Investments Guided By Customer Needs
New residential demand charges would not only have increased the electricity bill for NEM customers but would have also made it harder for customers to understand where their costs were coming from. For these types of changes, utilities adopting residential demand charges must take a more customer-centric approach to maintain customer satisfaction and loyalty.
A report from Accenture Strategy titled “Customer-Centricity: Must-Have or a Waste of Energy?” states that eight out of 10 consumers say saving money on their electric bill is very important and that six out of 10 consumers value comfort and the convenience of automation.

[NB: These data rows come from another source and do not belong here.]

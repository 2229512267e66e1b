// SPDX-License-Identifier: MIT
// SPDX-FileCopyrightText: 2025 Alexander Minges

mod app;
mod config;
mod error;
mod logging;
mod logic;
mod models;
mod mvu;
mod ui;

use anyhow::{Context, Result};

use crate::config::Config;

fn main() -> Result<()> {
    let config = Config::load().context("Failed to load configuration")?;
    logging::init_logging(config.log_level);
    tracing::debug!(?config, "configuration loaded");

    app::run(&config)
}
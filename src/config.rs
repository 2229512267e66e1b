// SPDX-License-Identifier: MIT
// SPDX-FileCopyrightText: 2025 Alexander Minges

//! Configuration loading with figment.
//!
//! Sources, later ones overriding earlier ones:
//! 1. Built-in defaults
//! 2. `advanced-form.toml` in the working directory (optional)
//! 3. Environment variables prefixed with `ADVANCED_FORM_`
//!
//! The storage URL and access key have no defaults; startup fails without them.

use std::fmt;
use std::path::PathBuf;
use std::time::Duration;

use figment::{
    Figment,
    providers::{Env, Format, Serialized, Toml},
};
use serde::{Deserialize, Serialize};
use url::Url;

use crate::error::{Error, Result};
use crate::logic::storage::StorageSettings;
use crate::logging::Verbosity;

const CONFIG_FILE_NAME: &str = "advanced-form.toml";
const ENV_PREFIX: &str = "ADVANCED_FORM_";

/// Bucket avatars are uploaded to.
pub const DEFAULT_BUCKET: &str = "advanced-form";
pub const DEFAULT_CACHE_CONTROL_SECS: u32 = 3600;
const DEFAULT_TIMEOUT_SECS: u64 = 30;

/// Application configuration.
#[derive(Clone, PartialEq, Serialize, Deserialize)]
#[serde(default)]
pub struct Config {
    /// Base URL of the storage service, e.g. `https://xyz.supabase.co`.
    pub storage_url: Option<String>,
    /// Access key sent with every upload. Never logged.
    pub storage_key: Option<String>,
    pub bucket: String,
    /// `Cache-Control` max-age applied to uploaded objects.
    pub cache_control_secs: u32,
    /// Replace existing objects with the same name instead of failing.
    pub upsert: bool,
    /// Request timeout for the upload.
    pub timeout_secs: u64,
    pub log_level: Verbosity,
}

impl Default for Config {
    fn default() -> Self {
        Self {
            storage_url: None,
            storage_key: None,
            bucket: DEFAULT_BUCKET.to_string(),
            cache_control_secs: DEFAULT_CACHE_CONTROL_SECS,
            upsert: false,
            timeout_secs: DEFAULT_TIMEOUT_SECS,
            log_level: Verbosity::Normal,
        }
    }
}

// Hand-written so the access key never ends up in logs.
impl fmt::Debug for Config {
    fn fmt(&self, f: &mut fmt::Formatter<'_>) -> fmt::Result {
        f.debug_struct("Config")
            .field("storage_url", &self.storage_url)
            .field("storage_key", &self.storage_key.as_ref().map(|_| "<redacted>"))
            .field("bucket", &self.bucket)
            .field("cache_control_secs", &self.cache_control_secs)
            .field("upsert", &self.upsert)
            .field("timeout_secs", &self.timeout_secs)
            .field("log_level", &self.log_level)
            .finish()
    }
}

impl Config {
    /// Load from defaults, the config file in the working directory and the environment.
    ///
    /// # Errors
    ///
    /// Fails when a source cannot be parsed or the result does not validate.
    pub fn load() -> Result<Self> {
        Self::load_from(None)
    }

    /// Like [`Config::load`] but with an explicit config file path.
    pub fn load_from(config_path: Option<PathBuf>) -> Result<Self> {
        let config_file = config_path.unwrap_or_else(|| PathBuf::from(CONFIG_FILE_NAME));

        let figment = Figment::new()
            .merge(Serialized::defaults(Config::default()))
            .merge(Toml::file(&config_file))
            .merge(Env::prefixed(ENV_PREFIX));

        Self::from_figment(figment)
    }

    fn from_figment(figment: Figment) -> Result<Self> {
        let config: Config = figment.extract()?;
        config.validate()?;
        Ok(config)
    }

    /// Check required settings and value ranges.
    pub fn validate(&self) -> Result<()> {
        self.storage_settings().map(|_| ())
    }

    /// Build the settings the storage client needs.
    ///
    /// # Errors
    ///
    /// Returns [`Error::MissingSetting`] when the URL or key is absent or blank,
    /// and [`Error::ConfigValidation`] for malformed values.
    pub fn storage_settings(&self) -> Result<StorageSettings> {
        let raw_url = required(
            self.storage_url.as_deref(),
            "storage_url",
            "ADVANCED_FORM_STORAGE_URL",
        )?;
        let access_key = required(
            self.storage_key.as_deref(),
            "storage_key",
            "ADVANCED_FORM_STORAGE_KEY",
        )?;

        let base_url = Url::parse(raw_url).map_err(|err| Error::ConfigValidation {
            message: format!("storage_url is not a valid URL: {err}"),
        })?;
        if !matches!(base_url.scheme(), "http" | "https") || base_url.host_str().is_none() {
            return Err(Error::ConfigValidation {
                message: format!("storage_url must be an http(s) URL, got {raw_url}"),
            });
        }

        if self.bucket.trim().is_empty() {
            return Err(Error::ConfigValidation {
                message: "bucket must not be empty".to_string(),
            });
        }
        if self.timeout_secs == 0 {
            return Err(Error::ConfigValidation {
                message: "timeout_secs must be greater than 0".to_string(),
            });
        }

        Ok(StorageSettings {
            base_url,
            access_key: access_key.to_string(),
            bucket: self.bucket.trim().to_string(),
            cache_control_secs: self.cache_control_secs,
            upsert: self.upsert,
            timeout: Duration::from_secs(self.timeout_secs),
        })
    }
}

fn required<'a>(
    value: Option<&'a str>,
    setting: &'static str,
    env: &'static str,
) -> Result<&'a str> {
    value
        .map(str::trim)
        .filter(|v| !v.is_empty())
        .ok_or(Error::MissingSetting { setting, env })
}

#[cfg(test)]
mod tests {
    use std::fs;

    use tempfile::TempDir;

    use super::*;

    fn from_toml(toml: &str) -> Result<Config> {
        Config::from_figment(
            Figment::new()
                .merge(Serialized::defaults(Config::default()))
                .merge(Toml::string(toml)),
        )
    }

    #[test]
    fn defaults_match_upload_policy() {
        let config = Config::default();
        assert_eq!(config.bucket, "advanced-form");
        assert_eq!(config.cache_control_secs, 3600);
        assert!(!config.upsert);
    }

    #[test]
    fn missing_key_is_fatal() {
        let err = from_toml(r#"storage_url = "https://example.supabase.co""#).unwrap_err();
        assert!(matches!(
            err,
            Error::MissingSetting {
                setting: "storage_key",
                ..
            }
        ));
    }

    #[test]
    fn blank_url_counts_as_missing() {
        let err = from_toml("storage_url = \"  \"\nstorage_key = \"k\"").unwrap_err();
        assert!(matches!(
            err,
            Error::MissingSetting {
                setting: "storage_url",
                ..
            }
        ));
    }

    #[test]
    fn non_http_url_is_rejected() {
        let err = from_toml("storage_url = \"ftp://example.com\"\nstorage_key = \"k\"").unwrap_err();
        assert!(matches!(err, Error::ConfigValidation { .. }));
    }

    #[test]
    fn zero_timeout_is_rejected() {
        let err = from_toml(
            "storage_url = \"https://example.com\"\nstorage_key = \"k\"\ntimeout_secs = 0",
        )
        .unwrap_err();
        assert!(matches!(err, Error::ConfigValidation { .. }));
    }

    #[test]
    fn load_from_file_builds_storage_settings() {
        let tmp = TempDir::new().unwrap();
        let path = tmp.path().join("advanced-form.toml");
        fs::write(
            &path,
            "storage_url = \"https://example.supabase.co\"\nstorage_key = \"anon\"\nbucket = \"avatars\"\nlog_level = \"verbose\"\n",
        )
        .unwrap();

        let config = Config::load_from(Some(path)).expect("config should load");
        let settings = config.storage_settings().unwrap();

        assert_eq!(settings.bucket, "avatars");
        assert_eq!(settings.access_key, "anon");
        assert_eq!(settings.base_url.host_str(), Some("example.supabase.co"));
        assert_eq!(settings.timeout, Duration::from_secs(30));
        assert_eq!(config.log_level, Verbosity::Verbose);
    }

    #[test]
    fn debug_output_redacts_key() {
        let config = Config {
            storage_key: Some("super-secret".into()),
            ..Config::default()
        };
        let debug = format!("{config:?}");
        assert!(!debug.contains("super-secret"));
        assert!(debug.contains("<redacted>"));
    }
}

The report advises letting customer desires guide investments. Utilities should automate where possible for customer ease by utilizing various digital technologies such as the Internet-of-things (IoT) and artificial intelligence (AI). To do this, utilities can build on the basis of efficiently providing basic services while “disrupting and revolutionizing for growth with an ecosystem of like-minded partners through incubating start-ups that offer new products/services not constrained by the core business.”
These services should include a homeowners app that allows customers to easily monitor their energy use, real-time smart device arbitrage that allows utilities can optimize devices not just on signals like the price but also the behavior of the customer, and/or efficient energy storage and management solutions.
Iterative Rate Design
A McKinsey & Co. insight article titled “Solving the rate puzzle: the future of electricity rate design” shared that as the need for reformed rate design grows, utilities will benefit from “using early action, cooperation with regulators, and a customer-centric approach to help transform utilities’ one-rate-for-all model into a rate structure that helps retain customers, create revenue that contributes to the upkeep of the grid and makes customer behavior and utilities’ operations more sustainable.”
These residential demand charges are caught up in this discussion regarding rate structures. Opposing arguments state that increased costs stemming from these demand charges will significantly decrease the number of newly installed residential solar panels while others argue that the purpose of introducing three-part rates is not to “hurt” the rooftop solar industry, but rather to remove distortions in the price signal and provide customers with an incentive to manage their electricity consumption in an efficient manner. Supporters of the charges believe that residential demand charges can remove an unintended subsidy that is currently being provided to NEM customers by non-NEM customers under the existing flat rates.
Rate Design Customer Programs Conclusion
There is no “perfect” rate design that works for all utilities all the time, and situations and expert opinions often vary as they are varying in this NorthWestern Energy net metering rate case. Because of this discrepancy, there is a need for iterative rate designs to ensure the continuous establishment of appropriate and sustainable rate structures.